Stored items:
◇ ◇ ◇ ◇
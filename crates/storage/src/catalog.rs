//! Content catalog loaded from a YAML snapshot of the host's records.
//!
//! The snapshot lists teams, events, officials, duties and plain pages.
//! Officials write-backs are held in memory for the life of the process.

use async_trait::async_trait;
use chrono::{DateTime, NaiveDateTime, Utc};
use serde::Deserialize;
use std::collections::HashMap;
use std::path::{Path, PathBuf};
use tokio::sync::RwLock;
use tracing::{info, instrument};

use league_common::{
    ContentId, ContentKind, ContentRecord, ContentRepository, DateQuery, Duty, EventDetails,
    EventSettings, EventSummary, LeagueError, LeagueResult, Official, OfficialAssignments,
    OfficialsDirectory, OfficialsWriter, TeamRecord, TeamResult,
};

#[derive(Debug, Default, Deserialize)]
struct CatalogFile {
    #[serde(default)]
    settings: EventSettings,
    #[serde(default)]
    teams: Vec<TeamRecord>,
    #[serde(default)]
    events: Vec<CatalogEvent>,
    #[serde(default)]
    officials: Vec<Official>,
    #[serde(default)]
    duties: Vec<Duty>,
    #[serde(default)]
    pages: Vec<CatalogPage>,
}

#[derive(Debug, Clone, Deserialize)]
struct CatalogEvent {
    id: ContentId,
    #[serde(default)]
    title: String,
    modified: DateTime<Utc>,
    date: NaiveDateTime,
    #[serde(default)]
    venue: Option<String>,
    #[serde(default)]
    status: Option<String>,
    #[serde(default)]
    content: String,
    #[serde(default)]
    permalink: String,
    #[serde(default)]
    teams: Vec<ContentId>,
    #[serde(default)]
    results: Vec<TeamResult>,
    #[serde(default)]
    officials: Option<OfficialAssignments>,
}

impl CatalogEvent {
    fn details(&self) -> EventDetails {
        EventDetails {
            id: self.id,
            date: self.date,
            venue: self.venue.clone(),
            status: self.status.clone(),
            content: self.content.clone(),
            permalink: self.permalink.clone(),
            teams: self.teams.clone(),
            results: self.results.clone(),
        }
    }
}

#[derive(Debug, Clone, Deserialize)]
struct CatalogPage {
    id: ContentId,
    #[serde(default)]
    title: String,
    modified: DateTime<Utc>,
}

/// In-memory `ContentRepository` built from a YAML snapshot.
pub struct YamlCatalog {
    settings: EventSettings,
    teams: HashMap<ContentId, TeamRecord>,
    events: HashMap<ContentId, CatalogEvent>,
    officials: Vec<Official>,
    duties: Vec<Duty>,
    pages: HashMap<ContentId, CatalogPage>,
    assignments: RwLock<HashMap<ContentId, OfficialAssignments>>,
}

impl YamlCatalog {
    /// Parse a catalog from YAML text.
    pub fn from_yaml(yaml: &str) -> LeagueResult<Self> {
        let file: CatalogFile = serde_yaml::from_str(yaml)
            .map_err(|e| LeagueError::CatalogError(format!("Invalid catalog: {}", e)))?;
        Ok(Self::from_file_data(file))
    }

    /// Load a catalog file. Relative logo paths resolve against `media_root`,
    /// or the catalog's own directory when none is given.
    pub fn load(path: impl AsRef<Path>, media_root: Option<&Path>) -> LeagueResult<Self> {
        let path = path.as_ref();
        let yaml = std::fs::read_to_string(path).map_err(|e| {
            LeagueError::CatalogError(format!("Failed to read {}: {}", path.display(), e))
        })?;

        let base = media_root
            .map(Path::to_path_buf)
            .or_else(|| path.parent().map(Path::to_path_buf))
            .unwrap_or_default();

        let catalog = Self::from_yaml(&yaml)?.with_media_root(&base);
        info!(
            path = %path.display(),
            teams = catalog.teams.len(),
            events = catalog.events.len(),
            "Loaded content catalog"
        );
        Ok(catalog)
    }

    /// Resolve relative team logo paths against `root`.
    pub fn with_media_root(mut self, root: &Path) -> Self {
        for team in self.teams.values_mut() {
            if let Some(logo) = team.logo.take() {
                team.logo = Some(resolve(root, logo));
            }
        }
        self
    }

    fn from_file_data(file: CatalogFile) -> Self {
        let assignments = file
            .events
            .iter()
            .filter_map(|e| e.officials.clone().map(|o| (e.id, o)))
            .collect();

        Self {
            settings: file.settings,
            teams: file.teams.into_iter().map(|t| (t.id, t)).collect(),
            events: file.events.into_iter().map(|e| (e.id, e)).collect(),
            officials: file.officials,
            duties: file.duties,
            pages: file.pages.into_iter().map(|p| (p.id, p)).collect(),
            assignments: RwLock::new(assignments),
        }
    }
}

fn resolve(root: &Path, logo: PathBuf) -> PathBuf {
    if logo.is_absolute() {
        logo
    } else {
        root.join(logo)
    }
}

#[async_trait]
impl ContentRepository for YamlCatalog {
    async fn content(&self, id: ContentId) -> LeagueResult<Option<ContentRecord>> {
        if let Some(event) = self.events.get(&id) {
            return Ok(Some(ContentRecord {
                id,
                kind: ContentKind::Event,
                title: event.title.clone(),
                modified: event.modified,
            }));
        }
        if let Some(team) = self.teams.get(&id) {
            return Ok(Some(ContentRecord {
                id,
                kind: ContentKind::Team,
                title: team.short_name.clone(),
                modified: team.modified,
            }));
        }
        if let Some(official) = self.officials.iter().find(|o| o.id == id) {
            return Ok(Some(ContentRecord {
                id,
                kind: ContentKind::Official,
                title: official.title.clone(),
                modified: DateTime::<Utc>::default(),
            }));
        }
        Ok(self.pages.get(&id).map(|p| ContentRecord {
            id,
            kind: ContentKind::Other,
            title: p.title.clone(),
            modified: p.modified,
        }))
    }

    async fn related_teams(&self, id: ContentId) -> LeagueResult<Vec<ContentId>> {
        Ok(self
            .events
            .get(&id)
            .map(|e| e.teams.clone())
            .unwrap_or_default())
    }

    async fn team(&self, id: ContentId) -> LeagueResult<Option<TeamRecord>> {
        Ok(self.teams.get(&id).cloned())
    }

    async fn event_details(&self, id: ContentId) -> LeagueResult<Option<EventDetails>> {
        Ok(self.events.get(&id).map(CatalogEvent::details))
    }

    #[instrument(skip(self))]
    async fn events(&self, query: Option<DateQuery>) -> LeagueResult<Vec<EventSummary>> {
        let mut events: Vec<EventSummary> = self
            .events
            .values()
            .filter(|e| query.map_or(true, |q| q.contains(e.date)))
            .map(|e| EventSummary {
                id: e.id,
                title: e.title.clone(),
                date: e.date,
                venue: e.venue.clone(),
            })
            .collect();
        events.sort_by(|a, b| a.date.cmp(&b.date).then(a.id.cmp(&b.id)));
        Ok(events)
    }

    async fn event_officials(&self, id: ContentId) -> LeagueResult<Option<OfficialAssignments>> {
        Ok(self.assignments.read().await.get(&id).cloned())
    }

    async fn officials_directory(&self) -> LeagueResult<OfficialsDirectory> {
        Ok(OfficialsDirectory {
            duties: self.duties.clone(),
            officials: self.officials.clone(),
        }
        .sorted())
    }

    async fn settings(&self) -> LeagueResult<EventSettings> {
        Ok(self.settings.clone())
    }
}

#[async_trait]
impl OfficialsWriter for YamlCatalog {
    #[instrument(skip(self, officials))]
    async fn set_event_officials(
        &self,
        id: ContentId,
        officials: OfficialAssignments,
    ) -> LeagueResult<()> {
        if !self.events.contains_key(&id) {
            return Err(LeagueError::ContentNotFound(format!("event {}", id)));
        }
        self.assignments.write().await.insert(id, officials);
        Ok(())
    }
}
◇ ◇ ◇ ◇
Problem description:
Report, from the entries above, each line where "venue" is found.

Response for this exercise:
    venue: Option<String>,
            venue: self.venue.clone(),
                venue: e.venue.clone(),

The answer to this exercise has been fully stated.